Today’s tutorial is about performance optimization, a topic that concerns all developers. Some of these tips will be obvious — others, not so much. In every case, optimizing code should be viewed from a time vs. benefit perspective. If a certain optimization might yield a 2% performance boost on older devices, but implementing it requires 50 hours of additional coding, then it’s illogical to do so. However, if 10 hours of coding will likely yield noticeable performance improvements across a wide array of devices, then the task is absolutely worthwhile.

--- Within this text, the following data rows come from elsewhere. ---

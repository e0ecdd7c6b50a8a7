//! Client Info PDU (`TS_INFO_PACKET` and `TS_EXTENDED_INFO_PACKET`).

use tracing::{debug, info};
use zeroize::Zeroizing;

use crate::client_info::{CompressionType, LogonInfo};
use crate::config::ServerConfig;
use crate::error::{RdpError, Result};
use crate::stream::WireBuffer;
use crate::unicode::{decode_utf16_lossy, read_utf16_terminated};

// ── Flags ────────────────────────────────────────────────────────

pub const INFO_MOUSE: u32 = 0x0000_0001;
pub const INFO_DISABLECTRLALTDEL: u32 = 0x0000_0002;
pub const INFO_AUTOLOGON: u32 = 0x0000_0008;
pub const INFO_UNICODE: u32 = 0x0000_0010;
pub const INFO_MAXIMIZESHELL: u32 = 0x0000_0020;
pub const INFO_COMPRESSION: u32 = 0x0000_0080;
pub const INFO_ENABLEWINDOWSKEY: u32 = 0x0000_0100;
pub const INFO_RAIL: u32 = 0x0000_8000;
pub const INFO_COMPRESSION_TYPE_MASK: u32 = 0x0000_1E00;

/// The bits every genuine client sets; a mismatch usually means the
/// PDU was decrypted with the wrong key.
pub const LOGON_NORMAL: u32 = INFO_MOUSE | INFO_DISABLECTRLALTDEL | INFO_UNICODE | INFO_MAXIMIZESHELL;

/// Limit for each of the five logon strings, in bytes.
pub const INFO_CLIENT_MAX_CB_LEN: usize = 512;
const MAX_CLIENT_ADDRESS_LEN: usize = 80;
const MAX_CLIENT_DIR_LEN: usize = 512;
const TIME_ZONE_INFO_LEN: usize = 172;
const MAX_AUTO_RECONNECT_COOKIE_LEN: usize = 28;

// ── Parsing ──────────────────────────────────────────────────────

/// Parse the Client Info PDU that follows the security header.
pub fn parse_logon_info(s: &mut WireBuffer, config: &ServerConfig) -> Result<LogonInfo> {
    s.need(18, "client info")?;
    let mut logon = LogonInfo {
        code_page: s.read_u32_le()?,
        flags: s.read_u32_le()?,
        ..LogonInfo::default()
    };
    if logon.flags & LOGON_NORMAL != LOGON_NORMAL {
        return Err(RdpError::invalid("logon flags", logon.flags));
    }

    let mut lengths = [0usize; 5];
    for len in &mut lengths {
        *len = usize::from(s.read_u16_le()?);
        if *len >= INFO_CLIENT_MAX_CB_LEN {
            return Err(RdpError::ProtocolViolation("logon field exceeds INFO_CLIENT_MAX_CB_LEN"));
        }
        if *len % 2 != 0 {
            return Err(RdpError::invalid("logon field length", *len as u64));
        }
    }
    let [cb_domain, cb_user, cb_password, cb_shell, cb_dir] = lengths;

    logon.auto_logon = logon.flags & INFO_AUTOLOGON != 0;
    logon.domain = read_utf16_terminated(s, cb_domain, "domain")?;
    logon.username = read_utf16_terminated(s, cb_user, "username")?;
    if logon.auto_logon {
        logon.password = Zeroizing::new(read_utf16_terminated(s, cb_password, "password")?);
    } else {
        s.skip(cb_password + 2, "password")?;
    }
    logon.alternate_shell = read_utf16_terminated(s, cb_shell, "alternate shell")?;
    logon.working_dir = read_utf16_terminated(s, cb_dir, "working directory")?;

    if logon.flags & INFO_COMPRESSION != 0 {
        let level = (logon.flags & INFO_COMPRESSION_TYPE_MASK) >> 9;
        logon.compression = Some(CompressionType::from_level(level));
    }
    logon.rail = logon.flags & INFO_RAIL != 0 && config.allow_rail;
    if logon.flags & INFO_RAIL != 0 && !config.allow_rail {
        info!("client requested RAIL but it is disabled");
    }

    if logon.flags & INFO_ENABLEWINDOWSKEY != 0 && s.check_remaining(2) {
        parse_extended_info(s, &mut logon)?;
    }

    if config.require_credentials {
        if !logon.auto_logon {
            return Err(RdpError::CredentialsRequired("client did not request auto-logon"));
        }
        if logon.username.is_empty() || logon.password.is_empty() {
            return Err(RdpError::CredentialsRequired("empty username or password"));
        }
    }

    info!(
        domain = %logon.domain,
        username = %logon.username,
        auto_logon = logon.auto_logon,
        compression = ?logon.compression,
        "client logon info"
    );
    Ok(logon)
}

fn parse_extended_info(s: &mut WireBuffer, logon: &mut LogonInfo) -> Result<()> {
    s.need(4, "extended info")?;
    let _family = s.read_u16_le()?;
    let cb_address = usize::from(s.read_u16_le()?);
    if cb_address > MAX_CLIENT_ADDRESS_LEN || cb_address % 2 != 0 {
        return Err(RdpError::invalid("client address length", cb_address as u64));
    }
    logon.client_address = decode_utf16_lossy(s.read_bytes(cb_address, "client address")?);

    let cb_dir = usize::from(s.read_u16_le()?);
    if cb_dir > MAX_CLIENT_DIR_LEN || cb_dir % 2 != 0 {
        return Err(RdpError::invalid("client dir length", cb_dir as u64));
    }
    logon.client_dir = decode_utf16_lossy(s.read_bytes(cb_dir, "client dir")?);

    // The remaining fields are each optional.
    if !s.check_remaining(TIME_ZONE_INFO_LEN) {
        return Ok(());
    }
    s.skip(TIME_ZONE_INFO_LEN, "time zone")?;
    if !s.check_remaining(8) {
        return Ok(());
    }
    logon.session_id = s.read_u32_le()?;
    logon.performance_flags = s.read_u32_le()?;
    if !s.check_remaining(2) {
        return Ok(());
    }
    let cb_cookie = usize::from(s.read_u16_le()?);
    if cb_cookie > MAX_AUTO_RECONNECT_COOKIE_LEN {
        return Err(RdpError::invalid("auto-reconnect cookie length", cb_cookie as u64));
    }
    s.skip(cb_cookie, "auto-reconnect cookie")?;
    logon.has_auto_reconnect_cookie = cb_cookie > 0;
    debug!(
        address = %logon.client_address,
        performance_flags = logon.performance_flags,
        "client extended info"
    );
    Ok(())
}

// ── Tests ────────────────────────────────────────────────────────

#[cfg(test)]
pub(crate) mod tests {
    use super::*;
    use crate::unicode::encode_utf16_z;

    pub(crate) fn info_packet(flags: u32, fields: [&str; 5], extended: bool) -> Vec<u8> {
        let encoded: Vec<Vec<u8>> = fields.iter().map(|f| encode_utf16_z(f)).collect();
        let mut v = 0x409u32.to_le_bytes().to_vec();
        v.extend_from_slice(&flags.to_le_bytes());
        for e in &encoded {
            v.extend_from_slice(&((e.len() - 2) as u16).to_le_bytes());
        }
        for e in &encoded {
            v.extend_from_slice(e);
        }
        if extended {
            let address = encode_utf16_z("10.0.0.2");
            let dir = encode_utf16_z("C:\\client");
            v.extend_from_slice(&2u16.to_le_bytes());
            v.extend_from_slice(&(address.len() as u16).to_le_bytes());
            v.extend_from_slice(&address);
            v.extend_from_slice(&(dir.len() as u16).to_le_bytes());
            v.extend_from_slice(&dir);
            v.extend_from_slice(&[0u8; TIME_ZONE_INFO_LEN]);
            v.extend_from_slice(&0u32.to_le_bytes());
            v.extend_from_slice(&0x0000_0007u32.to_le_bytes());
            v.extend_from_slice(&0u16.to_le_bytes());
        }
        v
    }

    const NORMAL: u32 = LOGON_NORMAL | INFO_ENABLEWINDOWSKEY;

    #[test]
    fn auto_logon_with_extended_info() {
        let flags = NORMAL | INFO_AUTOLOGON | INFO_COMPRESSION | (1 << 9);
        let bytes = info_packet(flags, ["CORP", "alice", "s3cret", "", ""], true);
        let logon = parse_logon_info(&mut WireBuffer::from_slice(&bytes), &ServerConfig::default()).unwrap();
        assert_eq!(logon.domain, "CORP");
        assert_eq!(logon.username, "alice");
        assert_eq!(logon.password.as_str(), "s3cret");
        assert_eq!(logon.compression, Some(CompressionType::Mppc64K));
        assert_eq!(logon.client_address, "10.0.0.2");
        assert_eq!(logon.client_dir, "C:\\client");
        assert_eq!(logon.performance_flags, 7);
    }

    #[test]
    fn password_is_not_decoded_without_auto_logon() {
        let bytes = info_packet(NORMAL, ["", "bob", "pw", "", ""], false);
        let logon = parse_logon_info(&mut WireBuffer::from_slice(&bytes), &ServerConfig::default()).unwrap();
        assert_eq!(logon.username, "bob");
        assert!(logon.password.is_empty());
        assert!(!logon.auto_logon);
    }

    #[test]
    fn oversized_username_is_a_protocol_violation() {
        let mut bytes = info_packet(NORMAL, ["", "", "", "", ""], false);
        bytes[10..12].copy_from_slice(&(INFO_CLIENT_MAX_CB_LEN as u16).to_le_bytes());
        let err = parse_logon_info(&mut WireBuffer::from_slice(&bytes), &ServerConfig::default()).unwrap_err();
        assert!(matches!(err, RdpError::ProtocolViolation(_)));
    }

    #[test]
    fn wrong_flags_mean_bad_decryption() {
        let bytes = info_packet(INFO_UNICODE, ["", "", "", "", ""], false);
        assert!(parse_logon_info(&mut WireBuffer::from_slice(&bytes), &ServerConfig::default()).is_err());
    }

    #[test]
    fn missing_terminator_is_rejected() {
        let mut bytes = info_packet(NORMAL, ["", "eve", "", "", ""], false);
        // Terminator of the username field.
        let at = 18 + 2 + 6;
        bytes[at] = b'x';
        assert!(parse_logon_info(&mut WireBuffer::from_slice(&bytes), &ServerConfig::default()).is_err());
    }

    #[test]
    fn credentials_policy() {
        let config = ServerConfig {
            require_credentials: true,
            ..ServerConfig::default()
        };
        let bytes = info_packet(NORMAL, ["", "bob", "pw", "", ""], false);
        assert!(matches!(
            parse_logon_info(&mut WireBuffer::from_slice(&bytes), &config),
            Err(RdpError::CredentialsRequired(_))
        ));
        let bytes = info_packet(NORMAL | INFO_AUTOLOGON, ["", "bob", "", "", ""], false);
        assert!(parse_logon_info(&mut WireBuffer::from_slice(&bytes), &config).is_err());
        let bytes = info_packet(NORMAL | INFO_AUTOLOGON, ["", "bob", "pw", "", ""], false);
        assert!(parse_logon_info(&mut WireBuffer::from_slice(&bytes), &config).is_ok());
    }

    #[test]
    fn rail_needs_server_permission() {
        let bytes = info_packet(NORMAL | INFO_RAIL, ["", "", "", "", ""], false);
        let logon = parse_logon_info(&mut WireBuffer::from_slice(&bytes), &ServerConfig::default()).unwrap();
        assert!(!logon.rail);
        let config = ServerConfig {
            allow_rail: true,
            ..ServerConfig::default()
        };
        let logon = parse_logon_info(&mut WireBuffer::from_slice(&bytes), &config).unwrap();
        assert!(logon.rail);
    }
}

In regards to new projects, adhering to as many performance tricks as possible is highly recommended, as they will ultimately result in a faster, cleaner app, and thus a better user experience across all devices.

“Time-Critical” Routines

Most of the performance tricks presented in this tutorial pertain primarily to “time-critical” routines — that is, points in your app where there is a lot happening or where the user experience could be adversely affected by sluggish performance. For example, the gameplay stage of an action game, the wait between loading a new scene, etc. If the user notices frame skips or if he/she must wait longer than is deemed “acceptable,” it reflects poorly on the app.


1. Localize, Localize

No matter how many times this is mentioned, it’s worth emphasizing again. While avoiding global variables and functions isn’t always possible “across the board,” minimal usage is the best practice. Access of local variables and functions is simply faster, especially in time-critical routines.

Non-Local — Discouraged

CCX = display.contentCenterX  --global variable
for i = 1,100 do
   local image = display.newImage( "myImage" )
   image.x = CCX
end

Local — Recommended

local CCX = display.contentCenterX  --local variable
for i = 1,100 do
   local image = display.newImage( "myImage" )
   image.x = CCX
end
-

This also applies to core Lua libraries like the math library. In time-critical routines, you should always localize library functions.

Non-Local — Discouraged

local function foo( x )
   for i = 1,100 do
      x = x + math.sin(i)
   end
   return x
end

“External” Local — Recommended

local sin = math.sin  --local reference to math.sin
local function foo(x)
   for i = 1,100 do
      x = x + sin(i)
   end
   return x
end
-

Lastly, remember that functions should always be localized if possible. Of course, doing so will require proper scoping. If you’re new to Lua, please refer to Understanding Scope for Beginners.

Non-Local — Discouraged

function func1()
   func2( "myValue" )
end

function func2( y )
   print( y )
end

func1()

Local — Recommended

--"func2" properly scoped above "func1" 
local function func2( y )
   print( y )
end

local function func1()
   func2( "myValue" ) 
end

func1()

2. Avoid Functions as Arguments for Other Functions

In loops or time-critical code, it’s essential to localize functions that will be parameters of other functions. Examine these two cases:

Defined as an Argument of Another Function — Discouraged

local func1 = function(a,b,func) 
   return func(a+b) 
end

for i = 1,100 do
   local x = func1( 1, 2, function(a) return a*2 end )
   print( x )
end

Localized — Recommended

local func1 = function( a, b, func )
   return func( a+b )
end
local func2 = function( c )
   return c*2
end

for i = 1,100 do
   local x = func1( 1, 2, func2 )
   print( x )
end

3. Avoid “table.insert()”

Let’s compare four methods that all achieve the same thing: the common act of inserting values into a table. Of the four, the Lua table.insert function is a mediocre performer and should be avoided.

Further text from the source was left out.